June 2000
Features

3-D geological modeling of Birsa field offshore Tunisia

How a preliminary study done in a short timeframe integrated geological interpretation and geophysical and reservoir analysis for 3-D model building


June 2000 Vol. 221 No. 6 
Feature Article 

3-D geological modeling of Birsa field offshore Tunisia

Combining a variety of data with the right tools and geologic knowledge of the area allowed quick 3-D model building, resulting in comprehensive planning and risk assessment

Patrick Portolano, EOSYS; Luc Schein and André Simonnot, COPAREX

This article describes a preliminary study, done in a very short timeframe, which integrated geological interpretation, and geophysical and reservoir analysis for 3-D model building. The objectives of the study were to assess Birsa field reserves in the Gulf of Hammamet, offshore Tunisia, and to propose a development plan, including evaluation of production uncertainties. A newly acquired 3-D seismic survey was available and interpreted. It was used to build a 3-D geological model of the field and review field-development options.

History Of Birsa Field

Birsa is located in the Cap Bon Marin permit, which was granted to Shell in December 1973, Fig. 1. The permit comprised a total initial acreage of 13,284 sq km, in which Agip acquired 50% participation in March 1975. Reservoir depth is about 900 m below sea level, with seafloor at about 140 m.

Fig 1

Fig. 1. Location of Birsa oil field.

Birsa is one of the most significant discoveries by Shell Tunirex. In 1976, discovery Well BRS-1 tested 480 bpd, 31° API oil from Miocene Birsa sands with a GOR of about 300 scf/bbl. The structure was further appraised by five wells drilled in 1978-79. Well BRS-2 tested 2,489 bopd and 8.95 Mcfgd. BRS-3 found oil in the Upper and Middle Sands at rates of 4,560 bopd and 589 bopd, respectively; the Lower Sands contained water. Three other wells (BRS-4, 5 and 6) proved to be water bearing.

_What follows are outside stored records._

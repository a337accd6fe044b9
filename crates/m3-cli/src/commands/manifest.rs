use crate::errors::CliError;
use crate::println_pad;
use crate::utils::{human_size, require_exists};
use camino::{Utf8Path, Utf8PathBuf};
use colored::Colorize;
use m3_container::{persist_atomically, HashManifest, Lzma, ManifestOptions};
use miette::Result;

pub struct BuildManifestArgs {
    pub root: String,
    pub output: String,
    pub exclude: Vec<String>,
    pub windows_separators: bool,
}

pub fn build_manifest(args: BuildManifestArgs) -> Result<()> {
    let root = Utf8PathBuf::from(&args.root);
    require_exists(&root)?;

    println_pad!(
        "{} {}",
        "🧮 Hashing game files in:".bright_blue().bold(),
        root.as_str().bright_cyan()
    );

    let options = ManifestOptions {
        separator: if args.windows_separators { '\\' } else { '/' },
        exclude_prefixes: args.exclude,
    };
    let bytes = HashManifest::build_with(&root, &Lzma, &options).map_err(CliError::from)?;
    let output = Utf8PathBuf::from(&args.output);
    persist_atomically(&output, &bytes).map_err(CliError::from)?;

    println_pad!(
        "{} {} ({})",
        "✅ Manifest written to".bright_green().bold(),
        output.as_str().bright_white(),
        human_size(bytes.len() as u64)
    );
    Ok(())
}

pub struct ManifestInfoArgs {
    pub file_path: String,
    pub find: Option<String>,
    pub verify: Option<String>,
}

pub fn manifest_info(args: ManifestInfoArgs) -> Result<()> {
    let path = Utf8PathBuf::from(&args.file_path);
    require_exists(&path)?;
    let bytes = std::fs::read(&path).map_err(CliError::from)?;
    let manifest = HashManifest::decode(&bytes).map_err(CliError::from)?;

    let total: u64 = manifest.entries().iter().map(|e| e.size).sum();
    println_pad!(
        "{} {}",
        "📜 Manifest:".bright_blue().bold(),
        path.as_str().bright_cyan().bold()
    );
    println_pad!(
        "{} {} ({})",
        "🗂️ Files:".bright_green(),
        manifest.len().to_string().bright_white().bold(),
        human_size(total)
    );

    if let Some(find) = args.find {
        for entry in manifest.find(&find).map_err(CliError::from)? {
            println_pad!(
                "   {} {} {} {}",
                "•".bright_cyan(),
                entry.path.bright_white(),
                human_size(entry.size).dimmed(),
                entry.md5_hex().dimmed()
            );
        }
    }

    if let Some(root) = args.verify {
        verify_against(&manifest, &Utf8PathBuf::from(root))?;
    }
    Ok(())
}

/// Compare every manifest entry with the file under `root`.
fn verify_against(manifest: &HashManifest, root: &Utf8Path) -> Result<()> {
    require_exists(root)?;
    let report = manifest.verify(root).map_err(CliError::from)?;
    for path in &report.missing {
        println_pad!("   {} {}", "missing".bright_red(), path);
    }
    for path in &report.modified {
        println_pad!("   {} {}", "modified".bright_yellow(), path);
    }

    if report.is_clean() {
        println_pad!(
            "{} ({} files)",
            "✅ All files match the manifest".bright_green().bold(),
            report.matched
        );
    } else {
        println_pad!(
            "{} {} modified, {} missing",
            "⚠️ Verification:".bright_yellow().bold(),
            report.modified.len(),
            report.missing.len()
        );
    }
    Ok(())
}
//! Mod definitions: what a mod installs, for which game, and which alternate
//! options the user may pick.
//!
//! Definitions are plain data. They can be loaded from JSON or TOML with
//! [`ModDefinition::from_path`], or parsed directly with `serde_json` / `toml`.

mod error;
mod game;
mod job;

pub use error::{ModDefinitionError, Result};
pub use game::Game;
pub use job::{
    AlternateOperation, AlternateOption, FileEntry, InstallationJob, JobHeader, SourceLocation,
};

use camino::Utf8Path;
use serde::{Deserialize, Serialize};
use std::collections::HashSet;

/// Describes a mod and everything it installs.
#[derive(Serialize, Deserialize, Debug, Clone, PartialEq, Eq)]
pub struct ModDefinition {
    /// The name of the mod
    ///
    /// Example: `Expanded Galaxy Mod`
    pub name: String,

    /// The version of the mod
    ///
    /// Example: `1.4.2`
    pub version: String,

    /// The game the mod targets
    pub game: Game,

    #[serde(default, skip_serializing_if = "Option::is_none")]
    pub description: Option<String>,

    /// Installation jobs, resolved in declaration order
    #[serde(default)]
    pub jobs: Vec<InstallationJob>,
}

impl ModDefinition {
    /// Load a definition from a `.json` or `.toml` file and validate it.
    pub fn from_path(path: &Utf8Path) -> Result<Self> {
        let contents = std::fs::read_to_string(path)?;
        let definition: ModDefinition = match path.extension().map(str::to_ascii_lowercase) {
            Some(ext) if ext == "json" => serde_json::from_str(&contents)?,
            Some(ext) if ext == "toml" => toml::from_str(&contents)?,
            _ => return Err(ModDefinitionError::UnsupportedFormat(path.to_string())),
        };
        definition.validate()?;

        tracing::debug!(
            "Loaded mod definition '{}' {} with {} jobs from {}",
            definition.name,
            definition.version,
            definition.jobs.len(),
            path
        );
        Ok(definition)
    }

    /// Check structural rules that serde cannot express: one job per header
    /// and unique alternate names within a job.
    pub fn validate(&self) -> Result<()> {
        let mut headers = HashSet::new();
        for job in &self.jobs {
            if !headers.insert(&job.header) {
                return Err(ModDefinitionError::Invalid(format!(
                    "job header {} is declared more than once",
                    job.header
                )));
            }

            let mut names = HashSet::new();
            for alternate in &job.alternates {
                if !names.insert(alternate.name.as_str()) {
                    return Err(ModDefinitionError::Invalid(format!(
                        "alternate '{}' is declared more than once in job {}",
                        alternate.name, job.header
                    )));
                }
            }
        }
        Ok(())
    }

    pub fn job(&self, header: &JobHeader) -> Option<&InstallationJob> {
        self.jobs.iter().find(|job| &job.header == header)
    }
}

#[cfg(test)]
mod tests {
    use super::*;

    fn create_example_definition() -> ModDefinition {
        ModDefinition {
            name: "Citadel Overhaul".to_string(),
            version: "2.1.0".to_string(),
            game: Game::ME3,
            description: Some("Reworks the Citadel hub".to_string()),
            jobs: vec![
                InstallationJob {
                    header: JobHeader::Basegame,
                    files: vec![FileEntry {
                        destination: "BIOGame/CookedPCConsole/BioP_Cit.pcc".to_string(),
                        source: SourceLocation::ModStorage("BASEGAME/BioP_Cit.pcc".to_string()),
                    }],
                    alternates: vec![
                        AlternateOption {
                            name: "Night lighting".to_string(),
                            group: Some("lighting".to_string()),
                            description: None,
                            operations: vec![AlternateOperation::Replace {
                                destination: "BIOGame/CookedPCConsole/BioP_Cit.pcc".to_string(),
                                source: SourceLocation::ModStorage(
                                    "ALTERNATES/Night/BioP_Cit.pcc".to_string(),
                                ),
                            }],
                        },
                        AlternateOption {
                            name: "HD textures".to_string(),
                            group: None,
                            description: Some("Uses the shared texture library".to_string()),
                            operations: vec![AlternateOperation::AddMultiList {
                                root: SourceLocation::SharedLibrary("citadel".to_string()),
                                target_dir: "BIOGame/CookedPCConsole".to_string(),
                                files: vec![
                                    "Cit_Tex_01.tfc".to_string(),
                                    "Cit_Tex_02.tfc".to_string(),
                                ],
                            }],
                        },
                    ],
                },
                InstallationJob {
                    header: JobHeader::CustomDlc,
                    files: vec![FileEntry {
                        destination: "DLC_MOD_CitadelOverhaul/CookedPCConsole/Default.sfar"
                            .to_string(),
                        source: SourceLocation::ModStorage(
                            "DLC_MOD_CitadelOverhaul/CookedPCConsole/Default.sfar".to_string(),
                        ),
                    }],
                    alternates: vec![],
                },
                InstallationJob {
                    header: JobHeader::OfficialDlc("DLC_EXP_Pack003".to_string()),
                    files: vec![FileEntry {
                        destination: "BIOGame/DLC/DLC_EXP_Pack003/CookedPCConsole/BioD_CitHub.pcc"
                            .to_string(),
                        source: SourceLocation::ModStorage("CITADEL/BioD_CitHub.pcc".to_string()),
                    }],
                    alternates: vec![],
                },
            ],
        }
    }

    #[test]
    fn test_json_parsing() {
        let definition: ModDefinition =
            serde_json::from_str(include_str!("../test-data/moddef.json")).unwrap();

        assert_eq!(definition, create_example_definition());
    }

    #[test]
    fn test_toml_parsing() {
        let definition: ModDefinition =
            toml::from_str(include_str!("../test-data/moddef.toml")).unwrap();

        assert_eq!(definition, create_example_definition());
    }

    #[test]
    fn test_from_path_picks_format() {
        let dir = tempfile::tempdir().unwrap();
        let root = Utf8Path::from_path(dir.path()).unwrap();

        let json = root.join("moddef.json");
        std::fs::write(&json, include_str!("../test-data/moddef.json")).unwrap();
        assert_eq!(
            ModDefinition::from_path(&json).unwrap(),
            create_example_definition()
        );

        let other = root.join("moddef.ini");
        std::fs::write(&other, "[ModManager]").unwrap();
        assert!(matches!(
            ModDefinition::from_path(&other),
            Err(ModDefinitionError::UnsupportedFormat(_))
        ));
    }

    #[test]
    fn test_job_headers_differing_by_case_rejected() {
        let mut definition = create_example_definition();
        definition.jobs.push(InstallationJob {
            header: JobHeader::OfficialDlc("dlc_exp_pack003".to_string()),
            files: vec![],
            alternates: vec![],
        });
        assert!(matches!(
            definition.validate(),
            Err(ModDefinitionError::Invalid(_))
        ));
        assert!(definition
            .job(&JobHeader::OfficialDlc("DLC_EXP_PACK003".to_string()))
            .is_some());
    }

    #[test]
    fn test_duplicate_job_header_rejected() {
        let mut definition = create_example_definition();
        definition.jobs.push(InstallationJob {
            header: JobHeader::Basegame,
            files: vec![],
            alternates: vec![],
        });
        assert!(matches!(
            definition.validate(),
            Err(ModDefinitionError::Invalid(_))
        ));
    }

    #[test]
    fn test_minimal_definition() {
        let definition: ModDefinition = serde_json::from_str(
            r#"{ "name": "Tiny", "version": "1.0", "game": "LE1", "jobs": [ { "header": "BASEGAME" } ] }"#,
        )
        .unwrap();
        assert_eq!(definition.game, Game::LE1);
        assert!(definition.jobs[0].files.is_empty());
        assert!(definition.job(&JobHeader::Basegame).is_some());
        assert!(definition.job(&JobHeader::CustomDlc).is_none());
    }
}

A concession was granted to Shell for a 30-year period beginning in January 1981. Shell evaluated vertical-well development, but that project never materialized. Samedan took over operatorship in 1990, followed by acquisition of the Samedan interest in Birsa by COPAREX Int. (40%) and the Neste interests by Atlantis (40%) in late 1996. A 3-D seismic survey was acquired by PGS in 1997 and interpreted in 1998.

ETAP, the Tunisian state-owned oil company, exercised its option to acquire a 20% interest in the Birsa concession and has a secondary option that could be made six months from filing a normal Plan of Development.

Regional Setting

The Gulf of Hammamet lies at the northern margin of the African plate, and interplate movements between the African and European plates have resulted in a complex geologic history.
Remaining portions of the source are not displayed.